*** Begin section ***

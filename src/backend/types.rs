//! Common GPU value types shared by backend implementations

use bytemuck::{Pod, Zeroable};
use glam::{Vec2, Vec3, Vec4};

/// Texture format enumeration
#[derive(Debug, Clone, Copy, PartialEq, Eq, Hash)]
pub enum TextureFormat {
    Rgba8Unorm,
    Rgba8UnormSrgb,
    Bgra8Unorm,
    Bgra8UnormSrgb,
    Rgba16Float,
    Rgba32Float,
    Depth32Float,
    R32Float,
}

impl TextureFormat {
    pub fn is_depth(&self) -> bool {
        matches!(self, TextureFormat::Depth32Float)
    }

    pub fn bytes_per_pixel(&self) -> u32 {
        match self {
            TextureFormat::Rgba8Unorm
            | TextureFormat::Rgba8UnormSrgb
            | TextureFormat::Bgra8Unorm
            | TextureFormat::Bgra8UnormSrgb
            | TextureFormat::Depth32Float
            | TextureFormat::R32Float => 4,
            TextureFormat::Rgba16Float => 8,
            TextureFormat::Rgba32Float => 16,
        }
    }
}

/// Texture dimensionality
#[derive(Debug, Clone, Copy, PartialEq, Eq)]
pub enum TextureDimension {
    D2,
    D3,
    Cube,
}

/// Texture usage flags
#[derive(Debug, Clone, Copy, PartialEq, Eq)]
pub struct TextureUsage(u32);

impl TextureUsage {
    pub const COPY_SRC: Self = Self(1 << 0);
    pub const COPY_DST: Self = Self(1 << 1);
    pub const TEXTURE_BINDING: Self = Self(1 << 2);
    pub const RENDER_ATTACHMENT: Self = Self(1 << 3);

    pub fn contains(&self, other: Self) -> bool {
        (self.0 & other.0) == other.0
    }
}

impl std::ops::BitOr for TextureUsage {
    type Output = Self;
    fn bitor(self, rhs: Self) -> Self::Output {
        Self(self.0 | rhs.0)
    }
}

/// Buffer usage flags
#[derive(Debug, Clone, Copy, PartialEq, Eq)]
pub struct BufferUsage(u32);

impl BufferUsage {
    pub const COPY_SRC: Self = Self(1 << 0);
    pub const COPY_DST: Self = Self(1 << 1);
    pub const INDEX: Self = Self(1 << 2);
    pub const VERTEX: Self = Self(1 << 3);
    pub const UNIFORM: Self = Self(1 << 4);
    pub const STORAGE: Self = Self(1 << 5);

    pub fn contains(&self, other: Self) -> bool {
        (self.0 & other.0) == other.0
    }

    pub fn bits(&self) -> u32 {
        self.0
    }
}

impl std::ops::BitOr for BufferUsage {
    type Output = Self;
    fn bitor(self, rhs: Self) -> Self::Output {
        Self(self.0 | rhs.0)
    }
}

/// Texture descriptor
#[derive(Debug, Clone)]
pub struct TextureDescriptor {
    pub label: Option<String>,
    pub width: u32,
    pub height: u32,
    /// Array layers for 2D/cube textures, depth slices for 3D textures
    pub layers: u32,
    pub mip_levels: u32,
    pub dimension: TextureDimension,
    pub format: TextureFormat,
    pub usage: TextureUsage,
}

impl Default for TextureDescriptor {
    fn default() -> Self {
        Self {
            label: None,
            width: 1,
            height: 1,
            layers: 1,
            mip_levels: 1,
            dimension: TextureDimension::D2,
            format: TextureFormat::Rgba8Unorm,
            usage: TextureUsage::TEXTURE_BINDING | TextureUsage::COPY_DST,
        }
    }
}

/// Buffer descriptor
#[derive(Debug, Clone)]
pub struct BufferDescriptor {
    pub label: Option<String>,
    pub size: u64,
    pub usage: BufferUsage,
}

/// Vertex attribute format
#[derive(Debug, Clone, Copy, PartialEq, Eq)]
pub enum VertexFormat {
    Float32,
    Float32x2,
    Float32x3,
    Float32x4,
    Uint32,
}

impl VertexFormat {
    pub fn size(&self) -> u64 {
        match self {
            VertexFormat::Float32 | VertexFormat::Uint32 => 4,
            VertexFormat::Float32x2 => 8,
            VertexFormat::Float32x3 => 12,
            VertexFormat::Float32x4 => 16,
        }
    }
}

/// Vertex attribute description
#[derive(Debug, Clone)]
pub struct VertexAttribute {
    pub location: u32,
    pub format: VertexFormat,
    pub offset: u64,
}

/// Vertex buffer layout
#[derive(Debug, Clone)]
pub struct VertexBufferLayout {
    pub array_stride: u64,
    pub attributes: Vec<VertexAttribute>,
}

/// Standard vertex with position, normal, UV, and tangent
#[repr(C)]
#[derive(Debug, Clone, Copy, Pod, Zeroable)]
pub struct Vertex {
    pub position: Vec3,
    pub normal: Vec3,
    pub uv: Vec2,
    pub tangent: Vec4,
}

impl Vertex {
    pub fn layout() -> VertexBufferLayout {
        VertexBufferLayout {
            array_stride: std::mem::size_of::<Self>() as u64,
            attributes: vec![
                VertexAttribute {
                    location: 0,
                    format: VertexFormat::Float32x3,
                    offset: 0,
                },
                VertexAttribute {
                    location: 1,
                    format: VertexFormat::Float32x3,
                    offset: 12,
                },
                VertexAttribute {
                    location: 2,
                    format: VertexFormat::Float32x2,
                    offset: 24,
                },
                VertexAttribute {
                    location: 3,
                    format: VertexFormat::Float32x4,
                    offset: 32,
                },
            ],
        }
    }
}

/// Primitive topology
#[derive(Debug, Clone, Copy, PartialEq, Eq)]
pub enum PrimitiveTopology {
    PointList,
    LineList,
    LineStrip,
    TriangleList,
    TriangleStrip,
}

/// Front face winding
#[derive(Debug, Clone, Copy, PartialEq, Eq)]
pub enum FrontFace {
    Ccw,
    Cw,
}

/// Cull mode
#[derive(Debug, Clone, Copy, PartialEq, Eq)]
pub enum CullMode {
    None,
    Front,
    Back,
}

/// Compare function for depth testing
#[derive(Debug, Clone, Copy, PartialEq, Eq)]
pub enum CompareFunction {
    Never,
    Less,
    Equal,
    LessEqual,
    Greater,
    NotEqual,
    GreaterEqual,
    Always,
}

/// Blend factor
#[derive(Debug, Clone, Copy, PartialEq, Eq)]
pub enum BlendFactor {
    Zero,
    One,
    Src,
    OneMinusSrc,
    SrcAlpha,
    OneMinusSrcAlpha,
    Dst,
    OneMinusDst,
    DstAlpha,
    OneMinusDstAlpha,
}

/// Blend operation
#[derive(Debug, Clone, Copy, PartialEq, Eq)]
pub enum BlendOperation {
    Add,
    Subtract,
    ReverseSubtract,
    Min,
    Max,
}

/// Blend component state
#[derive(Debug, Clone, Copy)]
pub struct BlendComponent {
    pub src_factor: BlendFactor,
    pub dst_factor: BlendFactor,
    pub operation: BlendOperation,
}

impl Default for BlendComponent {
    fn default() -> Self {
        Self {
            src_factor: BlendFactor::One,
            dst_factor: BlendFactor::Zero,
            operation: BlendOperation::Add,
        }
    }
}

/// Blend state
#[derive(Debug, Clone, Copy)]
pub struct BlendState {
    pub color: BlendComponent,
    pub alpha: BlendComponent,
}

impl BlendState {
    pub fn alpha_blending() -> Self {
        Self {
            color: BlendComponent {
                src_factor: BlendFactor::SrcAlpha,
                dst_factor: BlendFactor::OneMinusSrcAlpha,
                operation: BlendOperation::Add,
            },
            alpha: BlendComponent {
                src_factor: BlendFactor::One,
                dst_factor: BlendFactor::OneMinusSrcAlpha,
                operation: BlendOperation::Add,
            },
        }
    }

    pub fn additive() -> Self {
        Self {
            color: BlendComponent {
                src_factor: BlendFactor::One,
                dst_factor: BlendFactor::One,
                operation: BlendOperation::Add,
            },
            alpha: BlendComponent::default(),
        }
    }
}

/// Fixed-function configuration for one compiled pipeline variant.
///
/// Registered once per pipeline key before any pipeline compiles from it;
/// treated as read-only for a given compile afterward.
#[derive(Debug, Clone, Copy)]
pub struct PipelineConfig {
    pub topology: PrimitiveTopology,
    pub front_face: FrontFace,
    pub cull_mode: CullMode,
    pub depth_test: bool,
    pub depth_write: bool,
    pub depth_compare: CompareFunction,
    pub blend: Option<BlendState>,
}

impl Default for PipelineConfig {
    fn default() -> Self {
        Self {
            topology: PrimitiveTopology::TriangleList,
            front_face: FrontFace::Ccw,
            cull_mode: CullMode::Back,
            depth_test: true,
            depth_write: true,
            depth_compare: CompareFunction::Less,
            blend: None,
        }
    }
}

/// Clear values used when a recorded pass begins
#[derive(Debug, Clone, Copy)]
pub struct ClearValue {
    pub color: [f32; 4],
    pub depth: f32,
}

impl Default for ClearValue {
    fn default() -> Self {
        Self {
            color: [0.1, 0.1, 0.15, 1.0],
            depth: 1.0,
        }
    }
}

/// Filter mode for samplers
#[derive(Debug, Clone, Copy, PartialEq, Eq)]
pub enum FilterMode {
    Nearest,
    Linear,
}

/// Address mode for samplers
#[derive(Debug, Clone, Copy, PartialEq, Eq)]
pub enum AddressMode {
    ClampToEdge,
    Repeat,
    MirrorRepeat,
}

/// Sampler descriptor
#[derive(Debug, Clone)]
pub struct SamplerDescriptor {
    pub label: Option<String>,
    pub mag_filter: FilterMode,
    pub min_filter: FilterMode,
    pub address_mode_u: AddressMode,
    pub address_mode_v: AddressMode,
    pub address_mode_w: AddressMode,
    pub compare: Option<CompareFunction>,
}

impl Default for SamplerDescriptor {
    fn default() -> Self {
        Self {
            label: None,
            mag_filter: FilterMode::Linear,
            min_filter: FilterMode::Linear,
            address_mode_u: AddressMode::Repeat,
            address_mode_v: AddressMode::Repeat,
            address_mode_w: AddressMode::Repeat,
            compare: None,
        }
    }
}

*** End section ***

ACTION ITEM: In the material above, find every line that has the string "struct" and pull those lines out.

YOUR RESPONSE:
pub struct TextureUsage(u32);
pub struct BufferUsage(u32);
pub struct TextureDescriptor {
pub struct BufferDescriptor {
pub struct VertexAttribute {
pub struct VertexBufferLayout {
pub struct Vertex {
pub struct BlendComponent {
pub struct BlendState {
pub struct PipelineConfig {
pub struct ClearValue {
pub struct SamplerDescriptor {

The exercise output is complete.